The Thing about Suffering

 This struck me last weekend: The thing about pain and suffering: when you're in it, you ask "why" or even "why me" (as though if others suffered that's okay, but to be singled out for suffering is intolerable). When you receive a terminal diagnosis, you may think, "I have no problem with death. We all have to die, but why me now? Why can't I get the full span of life, the whole piece of cake? I don't want the whole cake, but I want more than a mouthful, the whole slice, the part that everyone gets." This "everyone" is extraordinary, this competition. But I can't pause on that now. The thing about pain and suffering is that once one is done with them, however intense and prolonged, once they are gone, they are dismissed without resentment, most of the time, by most people One comes to terms with pain. And the reason is that life itself is such a gift, so fundamentally unwarranted, that just to have it puts you in debt to the giver of life no matter how much pain intervenes. No matter how long or how intense. One good year at the end of a long painful life and the long painful life is not forgotten but it is forgiven.
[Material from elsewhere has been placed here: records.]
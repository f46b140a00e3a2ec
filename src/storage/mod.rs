use async_trait::async_trait;
use bytes::Bytes;
use serde::{Deserialize, Serialize};
use std::path::Path;
use tokio::io::{AsyncRead, AsyncReadExt};

pub mod error;
pub mod manager;

pub use error::{Result, StorageError};
pub use manager::{StorageBox, StorageFactory, StorageManager};

use crate::utils::conflict_name;

/// Attributes of the stream underneath a [`Content`] / 底层数据流属性
#[derive(Debug, Clone, Default)]
pub struct StreamMeta {
    /// Size reported by the stream itself / 数据流自身报告的大小
    pub size: Option<u64>,
    /// Content type carried by the stream / 数据流携带的内容类型
    pub content_type: Option<String>,
}

/// Content handed to [`Storage::save`] / 待保存内容
#[derive(Debug, Clone, Default)]
pub struct Content {
    pub data: Bytes,
    pub file: StreamMeta,
    /// Content type set on the wrapper / 包装层内容类型
    pub content_type: Option<String>,
}

impl Content {
    pub fn new(data: impl Into<Bytes>) -> Self {
        Self {
            data: data.into(),
            ..Default::default()
        }
    }

    pub fn with_content_type(mut self, content_type: &str) -> Self {
        self.content_type = Some(content_type.to_string());
        self
    }

    pub fn with_stream_meta(mut self, size: Option<u64>, content_type: Option<String>) -> Self {
        self.file = StreamMeta { size, content_type };
        self
    }

    /// Size of the buffered payload / 缓冲数据大小
    pub fn size(&self) -> u64 {
        self.data.len() as u64
    }

    /// Drain a reader into memory / 读取整个数据流
    pub async fn from_reader<R: AsyncRead + Unpin>(mut reader: R) -> Result<Self> {
        let mut buf = Vec::new();
        reader.read_to_end(&mut buf).await?;
        Ok(Self::new(buf))
    }

    /// Read a local file; the stream size comes from file metadata / 读取本地文件
    pub async fn from_path(path: impl AsRef<Path>) -> Result<Self> {
        let path = path.as_ref();
        let size = tokio::fs::metadata(path).await?.len();
        let data = tokio::fs::read(path).await?;
        Ok(Self::new(data).with_stream_meta(Some(size), None))
    }
}

/// Directory listing result / 目录列表结果
#[derive(Debug, Clone, Default, PartialEq, Eq, Serialize, Deserialize)]
pub struct Listing {
    pub dirs: Vec<String>,
    pub files: Vec<String>,
}

/// File-like view over a stored object / 存储对象的类文件视图
#[async_trait]
pub trait StorageFile: Send {
    fn name(&self) -> &str;

    /// Read from the cursor; `None` reads everything remaining / 从游标处读取
    async fn read(&mut self, num_bytes: Option<usize>) -> Result<Bytes>;

    fn seek(&mut self, pos: u64);

    fn tell(&self) -> u64;

    fn open(&mut self);

    fn close(&mut self);

    fn closed(&self) -> bool;

    async fn size(&mut self) -> Result<u64>;
}

/// Storage interface consumed by the host application / 宿主应用使用的存储接口
#[async_trait]
pub trait Storage: Send + Sync {
    /// Storage name / 存储名称
    fn name(&self) -> &str;

    /// Open a handle; no remote call is made / 打开文件句柄（不访问远端）
    fn open(&self, name: &str) -> Box<dyn StorageFile>;

    /// Write content under `name`, returns the stored name / 保存内容
    async fn save(&self, name: &str, content: Content) -> Result<String>;

    /// Delete; missing objects are not an error / 删除（幂等）
    async fn delete(&self, name: &str) -> Result<()>;

    async fn exists(&self, name: &str) -> Result<bool>;

    /// Quick listing: files only / 快速列表
    async fn listdir(&self, path: &str) -> Result<Listing>;

    /// Listing with directories / 包含目录的完整列表
    async fn full_listdir(&self, path: &str) -> Result<Listing> {
        self.listdir(path).await
    }

    async fn size(&self, name: &str) -> Result<u64>;

    /// Public URL for `name` / 公开访问地址
    async fn url(&self, name: &str) -> Result<String>;

    /// First free name: `name`, then `stem (1).ext`, `stem (2).ext`, ... / 获取可用文件名
    async fn get_available_name(&self, name: &str) -> Result<String> {
        if !self.exists(name).await? {
            return Ok(name.to_string());
        }
        for i in 1..10000 {
            let candidate = conflict_name(name, i);
            if !self.exists(&candidate).await? {
                return Ok(candidate);
            }
        }
        // 极端情况：使用时间戳
        let timestamp = std::time::SystemTime::now()
            .duration_since(std::time::UNIX_EPOCH)
            .unwrap_or_default()
            .as_millis();
        Ok(conflict_name(name, timestamp as u64))
    }

    /// Save without overwriting / 不覆盖地保存
    async fn save_available(&self, name: &str, content: Content) -> Result<String> {
        let name = self.get_available_name(name).await?;
        self.save(&name, content).await
    }
}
Or if not then the gift is wasted, and you, though no longer suffering, have wasted it. The point is this: the problem of suffering is not one God needs to let off the hook for. We'd like to have the problem explained. We'd like for God to use God's power to eliminate or alleviate it. But God does not owe us this, or anything. God's goodness is not impugned by suffering. You can read a book with a torn page. If I give it as a gift, I have given you something, I have not withheld something. This is the parable of the workers. You have no complaint against God. You can have a curiosity. You can look for answers. But you cannot say because we suffer God is not good or God does not exist. That is not evidence.